| HN Mirror

Y	Hacker News new \| ask \| show \| jobs

by pornel 1920 days ago

Thanks for expanding on that. Now I think I get what you mean.

Rust does case (3) with arenas. In your frame loop you'd create or reset an arena and then borrow it. That would limit lifetime of its items to a single loop iteration. The cost would be only in a noisy syntax with `'arena` in several places, but other than that it compiles to plain pointers with no magic. Lifetimes are merely compile-time assertions for a static analyzer. Note that in Rust borrowing is unrelated to RAII and theoretically separate from single ownership.

Rust's `async fn` is one case where a task can hold all of the memory it will need, as one tagged union.

As for unsafe, the point is in encapsulating it in safe abstractions.

Imagine you're implementing a high level sandbox language. Your language is meant to be bulletproof safe, but your compiler for that language may is in C. The fact that the compiler might do unsafe things doesn't make the safe language pointless.

Rust does that, but the safe language vs unsafe compiler barrier is shifted a but, so that users can add "compiler internals" themselves for the safe language side.

eg. `String` implementation is full of unsafe code, but once that one implementation has been verified manually to be sound, and hidden behind a safe API, nobody else using it can screw it up when eg concatenating strings.

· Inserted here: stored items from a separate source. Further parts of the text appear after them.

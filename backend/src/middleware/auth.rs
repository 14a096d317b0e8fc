//! Authentication middleware
//!
//! Sessions are issued by the external identity provider; this server only
//! verifies the HS256 token and scopes every request to its organization.

use axum::{
    extract::{Request, State},
    http::{header::AUTHORIZATION, StatusCode},
    middleware::Next,
    response::{IntoResponse, Response},
    Json,
};
use jsonwebtoken::errors::ErrorKind;
use serde::{Deserialize, Serialize};
use uuid::Uuid;

use crate::error::{AppError, ErrorDetail, ErrorResponse};
use crate::AppState;

/// Authenticated user information extracted from JWT
#[derive(Clone, Debug)]
pub struct AuthUser {
    pub user_id: Uuid,
    pub organization_id: Uuid,
}

/// JWT claims structure
#[derive(Debug, Serialize, Deserialize)]
pub struct Claims {
    pub sub: String,
    pub organization_id: String,
    pub exp: i64,
    pub iat: i64,
}

/// Authentication middleware that validates JWT tokens
pub async fn auth_middleware(
    State(state): State<AppState>,
    mut request: Request,
    next: Next,
) -> Response {
    let auth_header = request
        .headers()
        .get(AUTHORIZATION)
        .and_then(|h| h.to_str().ok());

    let token = match auth_header.and_then(|h| h.strip_prefix("Bearer ")) {
        Some(token) => token,
        None => {
            return unauthorized("Missing or invalid Authorization header").into_response();
        }
    };

    let claims = match decode_jwt(token, &state.config.jwt.secret) {
        Ok(claims) => claims,
        Err(e) => return e.into_response(),
    };

    let user_id = match Uuid::parse_str(&claims.sub) {
        Ok(id) => id,
        Err(_) => return unauthorized("Invalid user ID in token").into_response(),
    };

    let organization_id = match Uuid::parse_str(&claims.organization_id) {
        Ok(id) => id,
        Err(_) => return unauthorized("Invalid organization ID in token").into_response(),
    };

    request.extensions_mut().insert(AuthUser {
        user_id,
        organization_id,
    });

    next.run(request).await
}

/// Decode and validate JWT token
pub fn decode_jwt(token: &str, secret: &str) -> Result<Claims, AppError> {
    use jsonwebtoken::{decode, DecodingKey, Validation};

    decode::<Claims>(
        token,
        &DecodingKey::from_secret(secret.as_bytes()),
        &Validation::default(),
    )
    .map(|data| data.claims)
    .map_err(|e| match e.kind() {
        ErrorKind::ExpiredSignature => AppError::TokenExpired,
        _ => AppError::InvalidToken,
    })
}

fn unauthorized(message: &str) -> AppError {
    AppError::Unauthorized {
        message: message.to_string(),
        message_fr: "Authentification requise".to_string(),
    }
}

/// Extractor for authenticated user
/// Use this in handlers to get the current user
#[derive(Clone, Debug)]
pub struct CurrentUser(pub AuthUser);

#[axum::async_trait]
impl<S> axum::extract::FromRequestParts<S> for CurrentUser
where
    S: Send + Sync,
{
    type Rejection = (StatusCode, Json<ErrorResponse>);

    async fn from_request_parts(
        parts: &mut axum::http::request::Parts,
        _state: &S,
    ) -> Result<Self, Self::Rejection> {
        parts
            .extensions
            .get::<AuthUser>()
            .cloned()
            .map(CurrentUser)
            .ok_or_else(|| {
                let error = ErrorResponse {
                    error: ErrorDetail {
                        code: "UNAUTHORIZED".to_string(),
                        message_en: "Authentication required".to_string(),
                        message_fr: "Authentification requise".to_string(),
                        field: None,
                    },
                };
                (StatusCode::UNAUTHORIZED, Json(error))
            })
    }
}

I know it seems pointless if you can access unsafe at all, so why bother? But in practice it really helps, for reasons that are mostly social.

* There are clear universal rules about what is a safe API. That helps review the code, because the API contract can't be arbitrary or "just be careful not to…". It either is or isn't, and you mark it as such. Not everything can be expressed in terms of safe APIs, but enough things can.

* Unsafe parts can be left to be written by more experienced devs, or flagged for more thorough review, or fuzzed, etc. Rust's unsafe requires as much diligence as equivalent C code. The difference is that thanks to encapsulation you don't need to write the whole program with maximum care, and you know where to focus your efforts to ensure safety. You focus on designing safe abstraction once, and then can rely on the compiler upholding it everywhere else.